Sánchez-Fructuoso A, Guirado L, Ruiz J C, Torregrosa V, González E, Suárez M L, Gallego R
Department of Nephrology, Hospital Clínico San Carlos, Madrid, Spain.
Transplant Proc. 2010 Oct;42(8):2931-4. doi: 10.1016/j.transproceed.2010.09.012.
Kidney transplant, the gold standard treatment for chronic kidney disease (CKD), is increasingly complicated by anemia. Once-monthly dosing of methoxy polyethylene glycol-epoetin beta provides stable, sustained hemoglobin levels in CKD patients. The present study evaluated anemia control in recipients treated with methoxy polyethylene glycol-epoetin beta to correct or as conversion treatment from other erythropoiesis-stimulating agents (ESAs).
This observational, retrospective study included kidney transplant patients treated with methoxy polyethylene glycol-epoetin beta according to investigators' clinical practice. Information about demographics, CKD, anemia, blood analyses, treatment, and adverse events were collected from patients' medical charts at baseline as well as months 1, 3, and 6.

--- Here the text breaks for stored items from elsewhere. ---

#[cfg(test)]
mod tests {
    use super::*;
    use crate::core::message::PageMessage;
    use crate::test_support::{FakeSurfaceFactory, SurfaceCall};
    use serde_json::json;
    use std::sync::mpsc::{self, Receiver};

    const HOME: &str = "https://home.test/";

    struct Harness {
        store: TabStore,
        bridge: NavigationBridge,
        factory: FakeSurfaceFactory,
        rx: Receiver<SurfaceEnvelope>,
        root: TabId,
    }

    impl Harness {
        fn new() -> Self {
            let (tx, rx) = mpsc::channel();
            let store = TabStore::new(HOME);
            let root = store.active_tab_id().unwrap();
            let mut bridge = NavigationBridge::new(tx, true);
            let factory = FakeSurfaceFactory::default();
            bridge.reconcile(&store.snapshot(), &factory);
            Self {
                store,
                bridge,
                factory,
                rx,
                root,
            }
        }

        fn emit(&self, tab: TabId, event: SurfaceEvent) {
            assert!(self.factory.handle(tab).emit(event));
        }

        /// Drains queued events through the bridge.
        fn pump(&mut self) -> Vec<BridgeUpdate> {
            let mut updates = Vec::new();
            while let Ok(envelope) = self.rx.try_recv() {
                updates.extend(self.bridge.handle(&mut self.store, envelope));
            }
            updates
        }

        fn ready(&mut self, tab: TabId) {
            self.emit(tab, SurfaceEvent::Ready);
            self.pump();
        }

        fn children(&self, tab: TabId) -> Vec<TabId> {
            self.store.state().get(tab).unwrap().children.clone()
        }
    }

    #[test]
    fn test_reconcile_mounts_and_loads_initial_url() {
        let h = Harness::new();
        assert!(h.bridge.is_attached(h.root));
        let calls = h.factory.handle(h.root).calls();
        assert_eq!(calls, vec![SurfaceCall::LoadUrl(HOME.to_string())]);
        assert_eq!(h.bridge.state_of(h.root), Some(BridgeState::default()));
    }

    #[test]
    fn test_ready_sends_init_mutes_and_reports() {
        let mut h = Harness::new();
        h.factory.handle(h.root).set_url("https://home.test/landing");
        h.emit(h.root, SurfaceEvent::Ready);
        let updates = h.pump();

        let calls = h.factory.handle(h.root).calls();
        assert!(calls.contains(&SurfaceCall::SendInit(h.root)));
        assert!(calls.contains(&SurfaceCall::SetMuted(true)));
        assert!(h.bridge.state_of(h.root).unwrap().ready);
        assert_eq!(
            h.store.state().get(h.root).unwrap().url,
            "https://home.test/landing"
        );
        assert!(updates
            .iter()
            .any(|u| matches!(u, BridgeUpdate::NavigationState { tab_id, .. } if *tab_id == h.root)));
    }

    #[test]
    fn test_will_navigate_before_ready_is_allowed() {
        let mut h = Harness::new();
        h.emit(h.root, SurfaceEvent::WillNavigate { url: "https://x.test".into() });
        h.pump();
        assert!(h.children(h.root).is_empty());
        assert!(h
            .factory
            .handle(h.root)
            .calls()
            .contains(&SurfaceCall::Proceed("https://x.test".into())));
    }

    #[test]
    fn test_programmatic_load_does_not_spawn_child() {
        let mut h = Harness::new();
        h.ready(h.root);

        assert!(h.bridge.load_url(h.root, "https://next.test"));
        assert!(h.bridge.state_of(h.root).unwrap().programmatic);

        h.emit(h.root, SurfaceEvent::WillNavigate { url: "https://next.test".into() });
        h.factory.handle(h.root).set_url("https://next.test");
        h.emit(h.root, SurfaceEvent::DidNavigate { url: "https://next.test".into() });
        h.pump();

        assert!(h.children(h.root).is_empty());
        assert_eq!(h.store.state().len(), 1);
        assert_eq!(h.store.state().get(h.root).unwrap().url, "https://next.test");
        assert!(!h.bridge.state_of(h.root).unwrap().programmatic);
    }

    #[test]
    fn test_programmatic_flag_is_consumed_once() {
        let mut h = Harness::new();
        h.ready(h.root);
        h.bridge.reload(h.root);

        h.emit(h.root, SurfaceEvent::WillNavigate { url: HOME.into() });
        h.emit(h.root, SurfaceEvent::WillNavigate { url: "https://link.test".into() });
        h.pump();

        // first one consumed the flag, second one is a user navigation
        assert_eq!(h.children(h.root).len(), 1);
    }

    #[test]
    fn test_user_navigation_spawns_exactly_one_child() {
        let mut h = Harness::new();
        h.ready(h.root);

        h.emit(h.root, SurfaceEvent::WillNavigate { url: "https://link.test/a".into() });
        let updates = h.pump();

        let children = h.children(h.root);
        assert_eq!(children.len(), 1);
        let child = h.store.state().get(children[0]).unwrap();
        assert_eq!(child.parent_id, Some(h.root));
        assert_eq!(child.url, "https://link.test/a");
        assert_eq!(child.title, LOADING_TITLE);
        assert_eq!(h.store.active_tab_id(), Some(child.id));
        assert!(h
            .factory
            .handle(h.root)
            .calls()
            .contains(&SurfaceCall::Cancel("https://link.test/a".into())));
        assert!(updates.contains(&BridgeUpdate::ChildOpened {
            parent: h.root,
            child: child.id,
            url: "https://link.test/a".into(),
        }));
    }

    #[test]
    fn test_link_clicked_message_spawns_child() {
        let mut h = Harness::new();
        h.ready(h.root);
        let payload = PageMessage::LinkClicked {
            url: "sub.example.com".into(),
            tab_id: h.root.to_string(),
        }
        .to_payload();
        h.emit(
            h.root,
            SurfaceEvent::Message {
                channel: PAGE_EVENT_CHANNEL.into(),
                payload,
            },
        );
        h.pump();

        let children = h.children(h.root);
        assert_eq!(children.len(), 1);
        assert_eq!(
            h.store.state().get(children[0]).unwrap().url,
            "https://sub.example.com"
        );
    }

    #[test]
    fn test_duplicate_link_clicked_messages_are_not_deduplicated() {
        let mut h = Harness::new();
        h.ready(h.root);
        let payload = json!({"type": "link-clicked", "url": "https://dup.test", "tabId": h.root.to_string()});
        for _ in 0..2 {
            h.emit(
                h.root,
                SurfaceEvent::Message {
                    channel: PAGE_EVENT_CHANNEL.into(),
                    payload: payload.clone(),
                },
            );
        }
        h.pump();

        let children = h.children(h.root);
        assert_eq!(children.len(), 2);
        assert_ne!(children[0], children[1]);
    }

    #[test]
    fn test_native_and_instrumented_paths_both_open_a_child() {
        let mut h = Harness::new();
        h.ready(h.root);
        h.emit(
            h.root,
            SurfaceEvent::Message {
                channel: PAGE_EVENT_CHANNEL.into(),
                payload: json!({"type": "link-clicked", "url": "https://both.test", "tabId": ""}),
            },
        );
        h.emit(h.root, SurfaceEvent::WillNavigate { url: "https://both.test".into() });
        h.pump();

        // Known double-open when both interception paths fire for one click.
        assert_eq!(h.children(h.root).len(), 2);
    }

    #[test]
    fn test_metadata_message_updates_title_and_url() {
        let mut h = Harness::new();
        h.ready(h.root);
        h.emit(
            h.root,
            SurfaceEvent::Message {
                channel: PAGE_EVENT_CHANNEL.into(),
                payload: json!({"type": "metadata", "url": "https://home.test/x", "title": "Welcome", "tabId": ""}),
            },
        );
        h.pump();
        let node = h.store.state().get(h.root).unwrap();
        assert_eq!(node.title, "Welcome");
        assert_eq!(node.url, "https://home.test/x");
    }

    #[test]
    fn test_foreign_channel_and_malformed_payload_are_ignored() {
        let mut h = Harness::new();
        h.ready(h.root);
        let before = h.store.snapshot();
        h.emit(
            h.root,
            SurfaceEvent::Message {
                channel: "other".into(),
                payload: json!({"type": "link-clicked", "url": "https://x.test"}),
            },
        );
        h.emit(
            h.root,
            SurfaceEvent::Message {
                channel: PAGE_EVENT_CHANNEL.into(),
                payload: json!({"type": "link-clicked"}),
            },
        );
        h.pump();
        assert_eq!(*before, *h.store.snapshot());
    }

    #[test]
    fn test_did_navigate_before_ready_is_ignored() {
        let mut h = Harness::new();
        h.emit(h.root, SurfaceEvent::DidNavigate { url: "https://early.test".into() });
        let updates = h.pump();
        assert!(updates.is_empty());
        assert_eq!(h.store.state().get(h.root).unwrap().url, HOME);
    }

    #[test]
    fn test_loading_events_only_report_state() {
        let mut h = Harness::new();
        h.ready(h.root);
        let before = h.store.snapshot();
        h.factory.handle(h.root).set_loading(true);
        h.emit(h.root, SurfaceEvent::DidStartLoading);
        let updates = h.pump();
        assert_eq!(*before, *h.store.snapshot());
        assert_eq!(
            updates,
            vec![BridgeUpdate::NavigationState {
                tab_id: h.root,
                state: NavigationState {
                    can_go_back: false,
                    can_go_forward: false,
                    is_loading: true,
                },
            }]
        );
    }

    #[test]
    fn test_detach_drops_late_events() {
        let mut h = Harness::new();
        h.ready(h.root);
        let child = h.store.create_tab(Some(h.root), "https://c.test", None);
        h.bridge.reconcile(&h.store.snapshot(), &h.factory);
        h.ready(child);

        // queue an event, then close the tab before it is handled
        h.emit(child, SurfaceEvent::WillNavigate { url: "https://late.test".into() });
        let late_sink = h.factory.handle(child);
        h.store.close_tab(child);
        h.bridge.reconcile(&h.store.snapshot(), &h.factory);

        assert!(!h.bridge.is_attached(child));
        assert!(!late_sink.emit(SurfaceEvent::Ready));
        let updates = h.pump();
        assert!(updates.is_empty());
        assert!(h.children(h.root).is_empty());
    }

    #[test]
    fn test_commands_without_surface_are_noops() {
        let mut h = Harness::new();
        let ghost = TabId::new();
        assert!(!h.bridge.load_url(ghost, "https://x.test"));
        assert!(!h.bridge.go_back(ghost));
        assert!(!h.bridge.go_forward(ghost));
        assert!(!h.bridge.reload(ghost));
        assert!(!h.bridge.set_muted(ghost, false));
        assert!(!h.bridge.activate_link(ghost, 0, false));
    }

    #[test]
    fn test_go_back_only_flags_when_possible() {
        let mut h = Harness::new();
        h.ready(h.root);
        assert!(!h.bridge.go_back(h.root));
        assert!(!h.bridge.state_of(h.root).unwrap().programmatic);

        h.factory.handle(h.root).set_history(true, false);
        assert!(h.bridge.go_back(h.root));
        assert!(h.bridge.state_of(h.root).unwrap().programmatic);
        assert!(h.factory.handle(h.root).calls().contains(&SurfaceCall::GoBack));
    }

    #[test]
    fn test_reload_without_page_leaves_next_link_as_child() {
        let mut h = Harness::new();
        h.ready(h.root);
        h.factory.handle(h.root).clear_url();

        assert!(!h.bridge.reload(h.root));
        assert!(!h.bridge.state_of(h.root).unwrap().programmatic);
        assert!(!h.factory.handle(h.root).calls().contains(&SurfaceCall::Reload));

        h.emit(
            h.root,
            SurfaceEvent::WillNavigate {
                url: "https://home.test/next".into(),
            },
        );
        h.pump();
        assert_eq!(h.children(h.root).len(), 1);
    }

    #[test]
    fn test_reload_with_page_is_programmatic() {
        let mut h = Harness::new();
        h.ready(h.root);
        assert!(h.bridge.reload(h.root));
        assert!(h.bridge.state_of(h.root).unwrap().programmatic);
        assert!(h.factory.handle(h.root).calls().contains(&SurfaceCall::Reload));
    }

    #[test]
    fn test_navigation_state_requires_ready() {
        let mut h = Harness::new();
        assert_eq!(h.bridge.navigation_state(h.root), None);
        h.ready(h.root);
        assert_eq!(
            h.bridge.navigation_state(h.root),
            Some(NavigationState::default())
        );
    }
}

From October 2009 to March 2010, the 285 patients in the study included: an overall mean age of 52.8±13.9 years with 146 females (51.2%) and 152 patients (55.1%) in stage 3 CKD. Forty-five patients (15.8%) were in the immediate posttransplant period; 51, naïve- treatment (17.9%) and 189, converted subjects (66.3%). Eighty-two of the converted patients (48.0%) had previously received darbepoietin; 81 (47.4%), epoetin beta; and 8 (4.7%), epoetin alfa. The mean doses of methoxy polyethylene glycol-epoetin beta at baseline were 75.0±22.4 μg per month, 95.8±45.5 μg per month, and 118.9±58.9 μg per month among naïve, converted, and immediate posttransplant patients, respectively. Mean hemoglobin content varied from baseline to month 6, namely 10.2±0.7 versus 11.8±0.9 g/dL in naïve (P<.001) and 11.4±1.3 versus 12.0±1.2 g/dL in converted patients (P=.001). Patients in the immediate posttransplant period showed mean hemoglobin values maintained between 10.4±1.7 g/dL at baseline and 11.5±1.2 g/dL at month 3. The only study-drug-related adverse event was hypertension. No patient died during the study.
These preliminary results suggested that hemoglobin stability can be achieved and maintained after correction or conversion to once-monthly methoxy polyethylene glycol-epoetin beta in kidney recipients. It was well tolerated; the safety profile was that expected and comparable with shorter acting ESAs.
肾移植作为慢性肾脏病(CKD)的金标准治疗方法,越来越多地受到贫血问题的困扰。每月一次注射甲氧基聚乙二醇 - 促红细胞生成素β可为CKD患者提供稳定、持续的血红蛋白水平。本研究评估了接受甲氧基聚乙二醇 - 促红细胞生成素β治疗以纠正贫血或从其他促红细胞生成剂(ESA)转换治疗的肾移植受者的贫血控制情况。
这项观察性、回顾性研究纳入了根据研究者临床实践接受甲氧基聚乙二醇 - 促红细胞生成素β治疗的肾移植患者。在基线以及第1、3和6个月时,从患者病历中收集了有关人口统计学、CKD、贫血、血液分析、治疗及不良事件的信息。
2009年10月至2010年3月,研究中的285例患者包括:总体平均年龄为52.8±13.9岁,其中146例为女性(51.2%),152例患者(55.1%)处于CKD 3期。45例患者(15.8%)处于移植后即刻阶段;51例为初治患者(17.9%),189例为转换治疗患者(66.3%)。转换治疗的患者中,82例(48.0%)之前接受过达贝泊汀;81例(47.4%)接受过促红细胞生成素β;8例(4.7%)接受过促红细胞生成素α。初治患者、转换治疗患者及移植后即刻患者在基线时甲氧基聚乙二醇 - 促红细胞生成素β的平均剂量分别为每月75.0±22.4μg、95.8±45.5μg和118.9±58.9μg。从基线到第6个月,平均血红蛋白含量有所变化,初治患者中为10.2±0.7与11.8±0.9g/dL(P<0.001),转换治疗患者中为11.4±1.3与12.0±1.2g/dL(P = 0.001)。移植后即刻阶段的患者,其血红蛋白平均值在基线时为10.4±1.7g/dL,在第3个月时为11.5±1.2g/dL。唯一与研究药物相关的不良事件是高血压。研究期间无患者死亡。
这些初步结果表明,肾移植受者在纠正贫血或转换为每月一次的甲氧基聚乙二醇 - 促红细胞生成素β治疗后,血红蛋白稳定性可以实现并维持。该药物耐受性良好;安全性符合预期,与短效ESA相当。